Suffering from a stuck scale? A slow — or plateaued — weight loss rate can be extremely frustrating, especially if you think you’re doing everything right. You’re being careful not to overdo it on calorie-dense “healthy” foods (Costco-sized tubs of guacamole, we’re looking at you). You’ve nixed all those sugary margaritas and sports drinks. And you’ve stopped kidding yourself that unlimited bacon is fair game.
So what gives? You probably just need to fine-tune your approach. And surprise: It might not involve diet and exercise. Check out our list of unexpected culprits that could be sabotaging your weight loss efforts.
6 Surprising Reasons You’re Not Losing Weight
1. You’re underestimating how much you eat.

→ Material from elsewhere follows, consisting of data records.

//! Octree spatial index over the scene's triangles.
//!
//! Built absolutely (not incrementally) from triangle bounds, with the eye
//! position folded into a cubical root. Traversal is stateful: starting
//! from the subcell containing the ray's entry point, it steps across
//! subcell exit faces in ray order, so the first hit found inside a
//! subcell is the overall nearest and the walk can stop there.

use minilight_math::{Aabb, Ray, Vec3};

use crate::triangle::{Triangle, TriangleId, TOLERANCE};

/// Deepest allowed node path. Forcing a subcell's level here makes it a
/// leaf regardless of item count.
const MAX_LEVELS: usize = 44;

/// Leaf capacity before a node subdivides.
const MAX_ITEMS: usize = 8;

/// Octree node - either a branch with eight child slots or a leaf with
/// triangle ids.
///
/// Subcell indexing: bit 0 = x-high, bit 1 = y-high, bit 2 = z-high.
enum Node {
    Branch {
        bound: Aabb,
        children: [Option<Box<Node>>; 8],
    },
    Leaf {
        bound: Aabb,
        items: Vec<TriangleId>,
    },
}

/// Octree over triangle ids, accelerating nearest-hit queries.
pub struct SpatialIndex {
    root: Node,
}

impl SpatialIndex {
    /// Build the index over `triangles`. `eye` is folded into the root
    /// bound so camera rays always start inside the tree.
    pub fn new(eye: Vec3, triangles: &[Triangle]) -> Self {
        let item_bounds: Vec<Aabb> = triangles.iter().map(|t| t.bound()).collect();

        let mut bound = Aabb::from_point(eye);
        for item in &item_bounds {
            bound = Aabb::surrounding(&bound, item);
        }
        let bound = bound.cubed();

        let items: Vec<TriangleId> = (0..triangles.len()).collect();
        Self {
            root: Node::subdivide(bound, items, &item_bounds, 0),
        }
    }

    /// Nearest intersection along `ray`, skipping `last_hit`.
    pub fn intersect(
        &self,
        ray: &Ray,
        triangles: &[Triangle],
        last_hit: Option<TriangleId>,
    ) -> Option<(TriangleId, Vec3)> {
        self.root.intersect(ray, triangles, last_hit, ray.origin)
    }
}

/// Bound of subcell `sub_cell` inside `bound` with the given center.
fn subcell_bound(bound: &Aabb, center: Vec3, sub_cell: usize) -> Aabb {
    let mut min = bound.min;
    let mut max = center;
    for axis in 0..3 {
        if (sub_cell >> axis) & 1 == 1 {
            min[axis] = center[axis];
            max[axis] = bound.max[axis];
        }
    }
    Aabb::new(min, max)
}

impl Node {
    /// Recursive subdivision.
    ///
    /// A node overflowing MAX_ITEMS becomes a branch unless the tree is
    /// already at depth. Scenes spanning many decades of scale can put a
    /// parent's entire item set into one subcell legitimately, but into
    /// two only when the items will never separate, so the second
    /// whole-set subcell (and any subcell thinner than 4x the triangle
    /// tolerance) is forced to the terminal level and becomes a leaf.
    fn subdivide(bound: Aabb, items: Vec<TriangleId>, item_bounds: &[Aabb], level: usize) -> Node {
        if items.len() <= MAX_ITEMS || level >= MAX_LEVELS - 1 {
            return Node::Leaf { bound, items };
        }

        let center = bound.center();
        let mut children: [Option<Box<Node>>; 8] = Default::default();
        let mut whole_set_subcells = 0;

        for sub_cell in 0..8 {
            let sub_bound = subcell_bound(&bound, center, sub_cell);

            let sub_items: Vec<TriangleId> = items
                .iter()
                .copied()
                .filter(|&id| item_bounds[id].overlaps(&sub_bound))
                .collect();

            if sub_items.len() == items.len() {
                whole_set_subcells += 1;
            }
            if sub_items.is_empty() {
                continue;
            }

            let curtail = whole_set_subcells > 1
                || (sub_bound.max.x - sub_bound.min.x) < TOLERANCE * 4.0;
            let next_level = if curtail { MAX_LEVELS } else { level + 1 };

            children[sub_cell] = Some(Box::new(Node::subdivide(
                sub_bound,
                sub_items,
                item_bounds,
                next_level,
            )));
        }

        Node::Branch { bound, children }
    }

    /// Nearest hit at or after `start`, which must lie on the ray inside
    /// this node's bound.
    fn intersect(
        &self,
        ray: &Ray,
        triangles: &[Triangle],
        last_hit: Option<TriangleId>,
        start: Vec3,
    ) -> Option<(TriangleId, Vec3)> {
        match self {
            Node::Branch { bound, children } => {
                let center = bound.center();

                // subcell containing the entry point
                let mut sub_cell = 0usize;
                for axis in 0..3 {
                    if start[axis] >= center[axis] {
                        sub_cell |= 1 << axis;
                    }
                }

                let mut cell_position = start;
                loop {
                    if let Some(child) = children[sub_cell].as_deref() {
                        // subcells are visited in ray order, so the first
                        // hit is the nearest
                        if let Some(hit) =
                            child.intersect(ray, triangles, last_hit, cell_position)
                        {
                            return Some(hit);
                        }
                    }

                    // exit face the ray crosses soonest
                    let mut step = f64::INFINITY;
                    let mut axis = 0;
                    for i in 0..3 {
                        let high = (sub_cell >> i) & 1 == 1;
                        let face = if (ray.direction[i] < 0.0) != high {
                            // moving away from the center plane: outer wall
                            if high {
                                bound.max[i]
                            } else {
                                bound.min[i]
                            }
                        } else {
                            center[i]
                        };
                        let distance = (face - ray.origin[i]) / ray.direction[i];
                        if distance <= step {
                            step = distance;
                            axis = i;
                        }
                    }

                    // leaving the branch: low subcell moving down, or high
                    // subcell moving up
                    let high = (sub_cell >> axis) & 1 == 1;
                    if high == (ray.direction[axis] >= 0.0) {
                        return None;
                    }

                    cell_position = ray.at(step);
                    sub_cell ^= 1 << axis;
                }
            }

            Node::Leaf { bound, items } => {
                let mut nearest_distance = f64::INFINITY;
                let mut nearest = None;

                for &id in items {
                    if last_hit == Some(id) {
                        continue;
                    }
                    if let Some(distance) = triangles[id].intersect(ray) {
                        if distance < nearest_distance {
                            let hit = ray.at(distance);
                            // only accept hits inside this cell, so a
                            // triangle straddling cells is reported once,
                            // by the first cell in ray order
                            if bound.contains(hit, TOLERANCE) {
                                nearest_distance = distance;
                                nearest = Some((id, hit));
                            }
                        }
                    }
                }
                nearest
            }
        }
    }
}
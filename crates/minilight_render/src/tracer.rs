//! Core path-tracing radiance estimator.
//!
//! Implements recursive Monte Carlo path tracing with:
//! - Next-event (emitter) sampling with shadow rays
//! - Russian-roulette termination via the surface's next-direction sample
//! - Background emission for escaping rays

use minilight_math::{Ray, Vec3};
use rand::RngCore;

use crate::scene::Scene;
use crate::surface::SurfacePoint;
use crate::triangle::TriangleId;

/// Radiance estimator over a scene.
pub struct RayTracer<'a> {
    scene: &'a Scene,
}

impl<'a> RayTracer<'a> {
    pub fn new(scene: &'a Scene) -> Self {
        Self { scene }
    }

    /// Radiance seen along `ray`.
    ///
    /// `last_hit` is the triangle the ray leaves from, skipped during
    /// intersection so continuation rays never re-hit their own surface.
    /// Recursion depth is bounded in expectation by Russian roulette.
    pub fn radiance(
        &self,
        ray: &Ray,
        rng: &mut dyn RngCore,
        last_hit: Option<TriangleId>,
    ) -> Vec3 {
        let Some((id, position)) = self.scene.intersect(ray, last_hit) else {
            return self.scene.default_emission(-ray.direction);
        };
        let surface = SurfacePoint::new(self.scene.triangle(id), id, position);

        // Only the first bounce sees emission directly; later bounces get
        // it through the emitter sampling step, never both
        let local_emission = if last_hit.is_none() {
            surface.emission(ray.origin, -ray.direction, false)
        } else {
            Vec3::ZERO
        };

        let mut radiance = local_emission + self.sample_emitters(ray, rng, &surface);

        if let Some((next_direction, color)) = surface.next_direction(rng, -ray.direction) {
            let next_ray = Ray::new(surface.position(), next_direction);
            radiance += color * self.radiance(&next_ray, rng, Some(id));
        }

        radiance
    }

    /// Single-sample next-event estimate of direct lighting at `surface`.
    ///
    /// One emitter is picked uniformly; scaling the result by the emitter
    /// count corrects for the selection probability.
    fn sample_emitters(
        &self,
        ray: &Ray,
        rng: &mut dyn RngCore,
        surface: &SurfacePoint,
    ) -> Vec3 {
        let Some((emitter_position, emitter_id)) = self.scene.sample_emitter(rng) else {
            return Vec3::ZERO;
        };
        let emit_direction = (emitter_position - surface.position()).normalize_or_zero();

        // the sample is unshadowed only when nothing is hit, or the hit is
        // the chosen emitter itself
        let shadow_ray = Ray::new(surface.position(), emit_direction);
        let unshadowed = match self.scene.intersect(&shadow_ray, Some(surface.id())) {
            None => true,
            Some((hit_id, _)) => hit_id == emitter_id,
        };

        let emission_in = if unshadowed {
            SurfacePoint::new(self.scene.triangle(emitter_id), emitter_id, emitter_position)
                .emission(surface.position(), -emit_direction, true)
        } else {
            Vec3::ZERO
        };

        surface.reflection(
            emit_direction,
            emission_in * self.scene.emitters_count() as f64,
            -ray.direction,
        )
    }
}

#[cfg(test)]
mod tests {
    use super::*;
    use crate::random::Lfsr113;
    use crate::triangle::Triangle;

    #[test]
    fn test_radiance_of_empty_scene_is_background() {
        let scene = Scene::new(Vec3::ZERO, Vec3::new(2.0, 3.0, 4.0), Vec3::splat(0.5), Vec::new());
        let tracer = RayTracer::new(&scene);
        let mut rng = Lfsr113::new();

        // ray going up looks back down: sky
        let up = Ray::new(Vec3::ZERO, Vec3::Y);
        assert_eq!(tracer.radiance(&up, &mut rng, None), Vec3::new(2.0, 3.0, 4.0));

        // ray going down looks back up: ground reflection
        let down = Ray::new(Vec3::ZERO, -Vec3::Y);
        assert_eq!(tracer.radiance(&down, &mut rng, None), Vec3::new(1.0, 1.5, 2.0));

        // horizontal rays fall on the ground side (strict test)
        let level = Ray::new(Vec3::ZERO, Vec3::Z);
        assert_eq!(tracer.radiance(&level, &mut rng, None), Vec3::new(1.0, 1.5, 2.0));
    }

    #[test]
    fn test_first_bounce_sees_emitter_directly() {
        // black emitter-only surface: radiance is its emissivity exactly
        let emitter = Triangle::new(
            Vec3::new(-2.0, 0.0, -2.0),
            Vec3::new(-2.0, 0.0, 2.0),
            Vec3::new(2.0, 0.0, 0.0),
            Vec3::ZERO,
            Vec3::new(5.0, 6.0, 7.0),
        );
        let scene = Scene::new(Vec3::new(0.0, 1.0, 0.0), Vec3::ZERO, Vec3::ZERO, vec![emitter]);
        let tracer = RayTracer::new(&scene);
        let mut rng = Lfsr113::new();

        let down = Ray::new(Vec3::new(0.0, 1.0, 0.0), Vec3::new(0.0, -1.0, 0.0));
        let radiance = tracer.radiance(&down, &mut rng, None);
        // zero reflectivity: no direct-light term, no continuation
        assert_eq!(radiance, Vec3::new(5.0, 6.0, 7.0));
    }

    #[test]
    fn test_later_bounces_do_not_double_count_emission() {
        let emitter = Triangle::new(
            Vec3::new(-2.0, 0.0, -2.0),
            Vec3::new(-2.0, 0.0, 2.0),
            Vec3::new(2.0, 0.0, 0.0),
            Vec3::ZERO,
            Vec3::ONE,
        );
        let scene = Scene::new(Vec3::new(0.0, 1.0, 0.0), Vec3::ZERO, Vec3::ZERO, vec![emitter]);
        let tracer = RayTracer::new(&scene);
        let mut rng = Lfsr113::new();

        // same ray, but flagged as a continuation from another surface:
        // the only emitter is also the only hit, and with the surface
        // itself black there is nothing to add
        let down = Ray::new(Vec3::new(0.0, 1.0, 0.0), Vec3::new(0.0, -1.0, 0.0));
        let radiance = tracer.radiance(&down, &mut rng, Some(usize::MAX - 1));
        assert_eq!(radiance, Vec3::ZERO);
    }

    #[test]
    fn test_direct_lighting_reaches_unshadowed_floor() {
        // emitter overhead, reflective floor below
        let emitter = Triangle::new(
            Vec3::new(-0.5, 2.0, -0.5),
            Vec3::new(0.5, 2.0, -0.5),
            Vec3::new(0.0, 2.0, 0.5),
            Vec3::ZERO,
            Vec3::splat(10.0),
        );
        let floor = Triangle::new(
            Vec3::new(-2.0, 0.0, -2.0),
            Vec3::new(-2.0, 0.0, 2.0),
            Vec3::new(2.0, 0.0, 0.0),
            Vec3::splat(0.75),
            Vec3::ZERO,
        );
        let scene = Scene::new(
            Vec3::new(0.0, 1.0, 0.0),
            Vec3::ZERO,
            Vec3::ZERO,
            vec![emitter, floor],
        );
        let tracer = RayTracer::new(&scene);
        let mut rng = Lfsr113::new();

        let down = Ray::new(Vec3::new(0.1, 1.0, 0.1), Vec3::new(0.0, -1.0, 0.0));
        let mut lit = 0usize;
        for _ in 0..16 {
            if tracer.radiance(&down, &mut rng, None).max_element() > 0.0 {
                lit += 1;
            }
        }
        // the shadow ray to the overhead emitter is never blocked
        assert_eq!(lit, 16);
    }

    #[test]
    fn test_occluder_shadows_direct_lighting() {
        let emitter = Triangle::new(
            Vec3::new(-0.5, 2.0, -0.5),
            Vec3::new(0.5, 2.0, -0.5),
            Vec3::new(0.0, 2.0, 0.5),
            Vec3::ZERO,
            Vec3::splat(10.0),
        );
        // a black shade fully covering the emitter from below
        let shade = Triangle::new(
            Vec3::new(-4.0, 1.5, 4.0),
            Vec3::new(4.0, 1.5, 4.0),
            Vec3::new(0.0, 1.5, -4.0),
            Vec3::ZERO,
            Vec3::ZERO,
        );
        let floor = Triangle::new(
            Vec3::new(-2.0, 0.0, -2.0),
            Vec3::new(-2.0, 0.0, 2.0),
            Vec3::new(2.0, 0.0, 0.0),
            Vec3::splat(0.75),
            Vec3::ZERO,
        );
        let scene = Scene::new(
            Vec3::new(0.0, 1.0, 0.0),
            Vec3::ZERO,
            Vec3::ZERO,
            vec![emitter, shade, floor],
        );
        let tracer = RayTracer::new(&scene);
        let mut rng = Lfsr113::new();

        // hit the floor; its view of the emitter passes through the shade
        let down = Ray::new(Vec3::new(0.1, 1.0, 0.1), Vec3::new(0.0, -1.0, 0.0));
        for _ in 0..16 {
            let radiance = tracer.radiance(&down, &mut rng, None);
            assert_eq!(radiance, Vec3::ZERO);
        }
    }
}
use crate::Vec3;

/// Axis-Aligned Bounding Box stored as min/max corners.
///
/// Used for triangle bounds and octree cells. The overlap and containment
/// tests carry the exact edge semantics the octree depends on, so their
/// inclusivity is part of the contract, not an implementation detail.
#[derive(Debug, Copy, Clone, PartialEq)]
pub struct Aabb {
    pub min: Vec3,
    pub max: Vec3,
}

impl Aabb {
    /// Create a new AABB from its corners.
    pub fn new(min: Vec3, max: Vec3) -> Self {
        Self { min, max }
    }

    /// Create a degenerate AABB containing a single point.
    pub fn from_point(p: Vec3) -> Self {
        Self { min: p, max: p }
    }

    /// Create an AABB that surrounds two other AABBs.
    pub fn surrounding(a: &Aabb, b: &Aabb) -> Self {
        Self {
            min: a.min.min(b.min),
            max: a.max.max(b.max),
        }
    }

    /// Widen every face outward by `delta`.
    pub fn expand(&self, delta: f64) -> Aabb {
        Aabb {
            min: self.min - Vec3::splat(delta),
            max: self.max + Vec3::splat(delta),
        }
    }

    /// Extend the max corner along each axis until all sides equal the
    /// longest side. The min corner is unchanged.
    pub fn cubed(&self) -> Aabb {
        let size = self.max - self.min;
        let side = size.x.max(size.y).max(size.z);
        Aabb {
            min: self.min,
            max: self.min + Vec3::splat(side),
        }
    }

    /// Returns the center point of the box.
    pub fn center(&self) -> Vec3 {
        (self.min + self.max) * 0.5
    }

    /// Half-open overlap against `cell`: inclusive at the cell's low faces,
    /// exclusive at its high faces. A box touching a cell's low face
    /// overlaps it; one starting exactly at the high face does not.
    pub fn overlaps(&self, cell: &Aabb) -> bool {
        self.max.cmpge(cell.min).all() && self.min.cmplt(cell.max).all()
    }

    /// Test whether `p` lies inside the box widened by `tolerance` on every
    /// face (inclusive on both sides).
    pub fn contains(&self, p: Vec3, tolerance: f64) -> bool {
        p.cmpge(self.min - Vec3::splat(tolerance)).all()
            && p.cmple(self.max + Vec3::splat(tolerance)).all()
    }
}
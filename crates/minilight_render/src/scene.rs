//! Scene: the triangle arena, its emitters, the spatial index, and the
//! background emission.

use minilight_math::{Ray, Vec3};
use rand::RngCore;

use crate::octree::SpatialIndex;
use crate::random::gen_f64;
use crate::triangle::{Triangle, TriangleId};

/// Hard cap on triangles held by a scene.
pub const MAX_TRIANGLES: usize = 1 << 24;

/// An immutable scene. Triangles are owned here; everything else refers to
/// them by [`TriangleId`].
pub struct Scene {
    triangles: Vec<Triangle>,
    emitters: Vec<TriangleId>,
    index: SpatialIndex,
    sky_emission: Vec3,
    ground_reflection: Vec3,
}

impl Scene {
    /// Build a scene around the `eye` position.
    ///
    /// `sky_emission` is clamped non-negative; `ground_reflectance` is a
    /// [0, 1] factor applied to the sky to produce the upward background.
    pub fn new(
        eye: Vec3,
        sky_emission: Vec3,
        ground_reflectance: Vec3,
        mut triangles: Vec<Triangle>,
    ) -> Self {
        let sky_emission = sky_emission.max(Vec3::ZERO);
        let ground_reflection = sky_emission * ground_reflectance.clamp(Vec3::ZERO, Vec3::ONE);

        triangles.truncate(MAX_TRIANGLES);
        let emitters = triangles
            .iter()
            .enumerate()
            .filter(|(_, triangle)| triangle.is_emitter())
            .map(|(id, _)| id)
            .collect();
        let index = SpatialIndex::new(eye, &triangles);

        Self {
            triangles,
            emitters,
            index,
            sky_emission,
            ground_reflection,
        }
    }

    pub fn triangle(&self, id: TriangleId) -> &Triangle {
        &self.triangles[id]
    }

    pub fn triangles_count(&self) -> usize {
        self.triangles.len()
    }

    pub fn emitters_count(&self) -> usize {
        self.emitters.len()
    }

    /// Nearest triangle hit along `ray`, skipping `last_hit`.
    pub fn intersect(
        &self,
        ray: &Ray,
        last_hit: Option<TriangleId>,
    ) -> Option<(TriangleId, Vec3)> {
        self.index.intersect(ray, &self.triangles, last_hit)
    }

    /// Uniformly pick an emitter and a point on it, or `None` when the
    /// scene has no emitters.
    pub fn sample_emitter(&self, rng: &mut dyn RngCore) -> Option<(Vec3, TriangleId)> {
        if self.emitters.is_empty() {
            return None;
        }
        let pick = (gen_f64(rng) * self.emitters.len() as f64) as usize;
        let id = self.emitters[pick.min(self.emitters.len() - 1)];
        Some((self.triangles[id].sample_point(rng), id))
    }

    /// Background radiance for a ray that left the scene. `back_direction`
    /// is the escaping ray's direction reversed: a ray going up looks back
    /// down and sees the sky, anything else sees the ground reflection.
    pub fn default_emission(&self, back_direction: Vec3) -> Vec3 {
        if back_direction.y < 0.0 {
            self.sky_emission
        } else {
            self.ground_reflection
        }
    }
}
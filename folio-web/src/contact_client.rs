//! 表单服务客户端

use folio_core::ContactError;
use folio_core::contact::{SubmissionPayload, SubmissionResponse};
use tracing::debug;

/// POST 表单内容，响应体按 JSON 解析
///
/// 服务返回的失败（`success: false`）不是错误，由调用方按响应处理。
pub async fn send(
    endpoint: &str,
    payload: &SubmissionPayload,
) -> Result<SubmissionResponse, ContactError> {
    debug!(endpoint, "sending contact form");
    let response = reqwest::Client::new()
        .post(endpoint)
        .header("Accept", "application/json")
        .json(payload)
        .send()
        .await
        .map_err(|e| ContactError::Network {
            message: e.to_string(),
        })?;

    response
        .json::<SubmissionResponse>()
        .await
        .map_err(|e| ContactError::Decode {
            message: e.to_string(),
        })
}
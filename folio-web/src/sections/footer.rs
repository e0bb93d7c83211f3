use dioxus::prelude::*;
use folio_core::PROFILE;

use crate::hooks::use_translations;
use crate::motion::FadeContent;
use crate::platform::current_year;

#[component]
pub fn Footer() -> Element {
    let t = use_translations();
    let year = current_year();

    rsx! {
        footer { class: "footer",
            FadeContent { delay: 100,
                div { class: "footer__container",
                    div { class: "footer__left",
                        span { class: "footer__logo",
                            span { class: "footer__logo-bracket", "<" }
                            "{PROFILE.first_name()}"
                            span { class: "footer__logo-bracket", "/>" }
                        }
                    }
                    div { class: "footer__center",
                        p { class: "footer__text", "{t.footer.made_with} {PROFILE.country()}" }
                    }
                    div { class: "footer__right",
                        span { class: "footer__copyright",
                            "© {year} {PROFILE.name}. {t.footer.rights}"
                        }
                    }
                }
            }
        }
    }
}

Are you sure that glop of cashew butter in your morning smoothie is exactly two tablespoons? Do know how much olive oil in your salad or hummus on your baby carrots you’re really consuming? It’s easy to unknowingly add extra calories every time you “eyeball” your portions. “We’re eating more than we think,” says Sherry Pagoto, Ph.D., clinical psychologist at the University of Massachusetts Medical School who studies the science of obesity.
Don’t count on those notoriously inaccurate chain restaurant calorie counts, either, says Pagoto, who observed the wildly different sizes of her side order of baguette at various Panera locations. Her suggestion: Factor in some error correction when you tally those cals. “If you think you’re eating 1,700 calories, it’s probably more like 1,900,” she says.
2. You’re not anticipating all those receptions and special events.
You’ve probably guessed all those delicious passed appetizers baked in buttery flaky crusts are not helping your weight loss cause. But one or two won’t hurt, right? An occasional indulgence won’t derail your goal, says Pagoto. But an entire holiday season of “just a little bit” and “just a few sips” will pack on a couple of pounds over time. “You’ll always be in catch-up mode trying to get rid of those additional pounds so you never lose the original weight,” she says. “If people focused on how to get through the next holiday without gaining weight, they would be so far ahead.”
3. You’re not giving yourself credit for new muscle mass.
It’s a dieter’s dream: The scale isn’t moving because you’ve been exercising so diligently that you’ve been replacing fat pounds with new muscle weight. Well, if you’ve been working a resistance routine pretty hard, there is a chance that your sculpted self-improvement isn’t being reflected on the scale, even if you’re looking leaner. “You think you’re not losing weight, but you’re really gaining muscle,” says Joan Chrisler, Ph.D., professor of psychology at Connecticut College, who studies the effect of weight loss on women. “It’s so easy to get discouraged.” A better gauge of your progress might be how your clothes fit and feel. (Check out these 19 reasons to work out beyond the perfect body for a little extra motivation!)
4. You’re not getting enough sleep.
Lack of shuteye can derail your best weight loss intentions, according to recent research that sheds light on this little-known link. And it hits from several angles. “When you’re feeling tired, you want to perk up by eating something, and we gravitate towards certain foods,” says Pagoto. (Hint: It’s not salad.) “And the last thing you want to do is exercise when you’re falling asleep at your desk at 4 p.m.” Not only does too little sleep throw a monkey wrench into your appetite and stress hormones, life just feels harder. “When you’re tired, following through with a plan is more difficult,” she says. Be cognizant of that — and keep some healthier snacks on hand — and you can prevent your slump from downward spiraling.
5. You might be uncomfortable with the new attention.
If you think carrying extra weight is uncomfortable, the process of shedding pounds can bring up all kinds of surprising and scary emotions, too. “I’ve had clients who had lost a noticeable amount of weight tell me they were getting lots of compliments. They said ‘I was the same person before. Why didn’t my coworkers notice me then?’” says Chrisler. “But they felt uncomfortable with the attention and started to gain the weight back.” Be mindful you’re not sabotaging your goals because you’re blindsided by too many “Way to go’s!” Accept compliments graciously and then change the subject if you prefer.
6. You’re setting your goals too high.
Fitting back into your high school Guess jeans is a noble goal. Just make sure it’s realistic, advises Pagoto. “Data suggests that the bigger the goal someone sets, the more likely they will be disappointed they’re not achieving it and want to throw up their hands in the air,” she says. Her advice: Set many small goals. “When you get there, you’ll think ‘I nailed it!’ and want to keep up your efforts.”